Legiters are fond of saying that Broadway’s a tough market for a straight play. This season, though, there were more than 20 of them on offer.
The only catch? You had to catch ’em quick. The overwhelming majority of those 20-plus productions are, or were, limited engagements.
The prevalence of the short-and-sweet run can be attributed in part to nonprofits presenting plays on Broadway as entries in their seasons. Manhattan Theater Club (“Rabbit Hole,” “Shining City”) and the Roundabout (“A Naked Girl on the Appian Way”) have Rialto outposts with shows rotating in and out, and even Lincoln Center Theater (“Seascape,” “Awake and Sing!”) temporarily uses a midtown house when its on-site venue is booked with a hit like “The Light in the Piazza.”
But what’s the advantage of a limited run for a commercial production? A shorter run means less time to recoup or turn a profit.
For starters, a limited run can attract an A-list star.
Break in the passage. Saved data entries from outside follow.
//! Per-feature style resolution.

use serde::{Deserialize, Serialize};

use crate::config::StyleConfig;
use crate::feature::Feature;
use crate::palette::{Color, StatusColorMap};

/// Status used for features that carry none
pub const UNKNOWN_STATUS: &str = "unknown";

/// Outline drawn around every plot
#[derive(Debug, Clone, Copy, PartialEq, Serialize, Deserialize)]
pub struct Stroke {
    pub color: Color,
    pub width: f64,
}

impl Default for Stroke {
    fn default() -> Self {
        Self { color: Color::Black, width: 1.0 }
    }
}

/// Where a fill color came from
#[derive(Debug, Clone, Copy, PartialEq, Eq, Serialize)]
#[serde(rename_all = "snake_case")]
pub enum FillSource {
    /// Looked up in the status color map
    Assigned,
    /// Lookup miss; the neutral fallback was used
    Fallback,
}

/// Flat fill plus outline
#[derive(Debug, Clone, Copy, PartialEq, Serialize)]
pub struct Style {
    pub fill: Color,
    pub stroke: Stroke,
    pub fill_source: FillSource,
}

/// Resolves feature styles against a status color map
#[derive(Debug, Clone, Copy, PartialEq)]
pub struct StyleResolver {
    fallback: Color,
    stroke: Stroke,
}

impl Default for StyleResolver {
    fn default() -> Self {
        Self { fallback: Color::Gray, stroke: Stroke::default() }
    }
}

impl StyleResolver {
    pub fn new(fallback: Color, stroke: Stroke) -> Self {
        Self { fallback, stroke }
    }

    pub fn from_config(config: &StyleConfig) -> Self {
        Self::new(config.fallback, config.stroke)
    }

    pub fn fallback(&self) -> Color {
        self.fallback
    }

    /// A missing status is looked up as [`UNKNOWN_STATUS`]; a status the map
    /// never saw falls back to the neutral color instead of failing.
    pub fn resolve(&self, feature: &Feature, colors: &StatusColorMap) -> Style {
        let status = feature.status().unwrap_or(UNKNOWN_STATUS);
        let (fill, fill_source) = match colors.get(status) {
            Some(color) => (color, FillSource::Assigned),
            None => (self.fallback, FillSource::Fallback),
        };
        Style { fill, stroke: self.stroke, fill_source }
    }
}

/// Resolve with the default fallback and outline
pub fn resolve_style(feature: &Feature, colors: &StatusColorMap) -> Style {
    StyleResolver::default().resolve(feature, colors)
}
Julia Roberts would commit to appearing in “Three Days of Rain” for 12 weeks only.
“If you can get somebody who can sell out 12 to 15 weeks, you can make economic sense of it,” says Emanuel Azenberg, the veteran producer involved in the current hit revival of “The Odd Couple,” a limited run (although it’s been oft-extended) starring Broadway darlings Nathan Lane and Matthew Broderick.
Another handy advantage that comes with having a star big enough to sell out a short run? “You don’t have to advertise,” Azenberg says.
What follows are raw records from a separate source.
//! Locating a graveyard and the region a viewport should frame.
//!
//! Only the target extent is produced here. How the renderer animates to it
//! (duration, zoom limits) is its own business.

use fuzzy_matcher::skim::SkimMatcherV2;
use fuzzy_matcher::FuzzyMatcher;
use geo::Rect;
use serde::Serialize;

use crate::classify::CategorySet;
use crate::error::{PlotError, Result};
use crate::feature::{Feature, FeatureCollection};

/// Axis-aligned extent in the collection's output projection
#[derive(Debug, Clone, Copy, PartialEq, Serialize)]
pub struct BoundingRegion {
    pub min_x: f64,
    pub min_y: f64,
    pub max_x: f64,
    pub max_y: f64,
}

impl BoundingRegion {
    pub fn width(&self) -> f64 {
        self.max_x - self.min_x
    }

    pub fn height(&self) -> f64 {
        self.max_y - self.min_y
    }

    pub fn center(&self) -> (f64, f64) {
        ((self.min_x + self.max_x) / 2.0, (self.min_y + self.max_y) / 2.0)
    }

    /// `[min_x, min_y, max_x, max_y]`, the order map views expect
    pub fn to_array(&self) -> [f64; 4] {
        [self.min_x, self.min_y, self.max_x, self.max_y]
    }
}

impl From<Rect<f64>> for BoundingRegion {
    fn from(rect: Rect<f64>) -> Self {
        Self {
            min_x: rect.min().x,
            min_y: rect.min().y,
            max_x: rect.max().x,
            max_y: rect.max().y,
        }
    }
}

/// First feature (in document order) belonging to `group_name`
pub fn locate<'a>(group_name: &str, collection: &'a FeatureCollection) -> Result<&'a Feature> {
    if group_name.is_empty() {
        return Err(PlotError::not_found(group_name));
    }
    collection
        .iter()
        .find(|f| f.group() == Some(group_name))
        .ok_or_else(|| PlotError::not_found(group_name))
}

/// Extent of a feature; `None` when it has no geometry
pub fn frame(feature: &Feature) -> Option<BoundingRegion> {
    feature.extent().map(BoundingRegion::from)
}

/// Graveyard names fuzzily matching `query`, best first
pub fn suggest(query: &str, groups: &CategorySet, limit: usize) -> Vec<String> {
    let matcher = SkimMatcherV2::default();
    let mut results: Vec<(i64, &str)> = groups
        .iter()
        .filter_map(|name| matcher.fuzzy_match(name, query).map(|score| (score, name)))
        .collect();

    // Stable sort keeps first-seen order between equal scores
    results.sort_by(|a, b| b.0.cmp(&a.0));

    results.into_iter().take(limit).map(|(_, name)| name.to_string()).collect()
}

#[cfg(test)]
mod tests {
    use super::*;
    use crate::feature::AttributeKeys;
    use crate::projection::Projection;
    use geo::{polygon, Geometry};
    use serde_json::{json, Value};

    fn feature(props: Value, geometry: Option<Geometry<f64>>) -> Feature {
        match props {
            Value::Object(map) => Feature::new(geometry, map, &AttributeKeys::default()),
            _ => unreachable!(),
        }
    }

    fn square(x: f64, y: f64) -> Geometry<f64> {
        Geometry::Polygon(polygon![
            (x: x, y: y),
            (x: x + 2.0, y: y),
            (x: x + 2.0, y: y + 1.0),
            (x: x, y: y + 1.0),
        ])
    }

    fn sample() -> FeatureCollection {
        FeatureCollection::from_features(
            vec![
                feature(json!({"friedhof": "Ollheim"}), Some(square(0.0, 0.0))),
                feature(json!({"friedhof": "Buschhoven"}), Some(square(10.0, 20.0))),
                feature(json!({"friedhof": "Buschhoven"}), Some(square(50.0, 50.0))),
                feature(json!({"friedhof": "Heimerzheim"}), None),
            ],
            Projection::Wgs84,
        )
    }

    #[test]
    fn test_locate_returns_first_match() {
        let fc = sample();
        let found = locate("Buschhoven", &fc).unwrap();
        let region = frame(found).unwrap();
        assert_eq!(region.to_array(), [10.0, 20.0, 12.0, 21.0]);
        assert_eq!(region.width(), 2.0);
        assert_eq!(region.height(), 1.0);
        assert_eq!(region.center(), (11.0, 20.5));
    }

    #[test]
    fn test_locate_not_found() {
        let fc = sample();
        assert!(matches!(locate("Nowhere", &fc), Err(PlotError::NotFound { .. })));
        assert!(matches!(locate("", &fc), Err(PlotError::NotFound { .. })));
    }

    #[test]
    fn test_frame_without_geometry() {
        let fc = sample();
        assert!(frame(locate("Heimerzheim", &fc).unwrap()).is_none());
    }

    #[test]
    fn test_suggest() {
        let groups: CategorySet = ["Ollheim", "Buschhoven", "Heimerzheim"].into_iter().collect();
        assert_eq!(suggest("busch", &groups, 3), vec!["Buschhoven"]);
        assert!(suggest("zzz", &groups, 3).is_empty());
        assert_eq!(suggest("heim", &groups, 1).len(), 1);
    }
}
A limited run can also create a sense of urgency for the ticket buyer. Elizabeth I. McCann took to advertising the last weeks of the play “Well,” despite the fact that she still considered it, at the time, an open-ended run.
“It seems like every play on Broadway these days calls itself a limited run. I don’t consider 16 weeks limited,” she says. “I decided I’d put ‘final weeks’ in the ads for ‘Well’ and see if it had any effect.” It did, but not enough to save the production, which closed May 14.
In the case of Broadway transfers of U.K. shows, the limited engagements of productions are dictated by Actors’ Equity, which only allows a castful of Brit actors to work for so long on Gotham stages.
Those sorts of shows usually arrive on the Rialto on the wings of Blighty raves, as did “The History Boys” and the Ralph Fiennes starrer “Faith Healer,” both of which are now doing strong biz. The Anglo model is so commonplace that some Yankees are beginning to despair. But not all.
“Broadway might be a little more inhospitable for new American plays right now,” says “Doubt” co-producer Roger Berlind. “But there are still a lot of producers out there who are willing and able to put a play on Broadway” — which is to say, flush enough to afford the hefty financial risk.
“There have always been limited engagements,” he adds. “These things wax and wane.”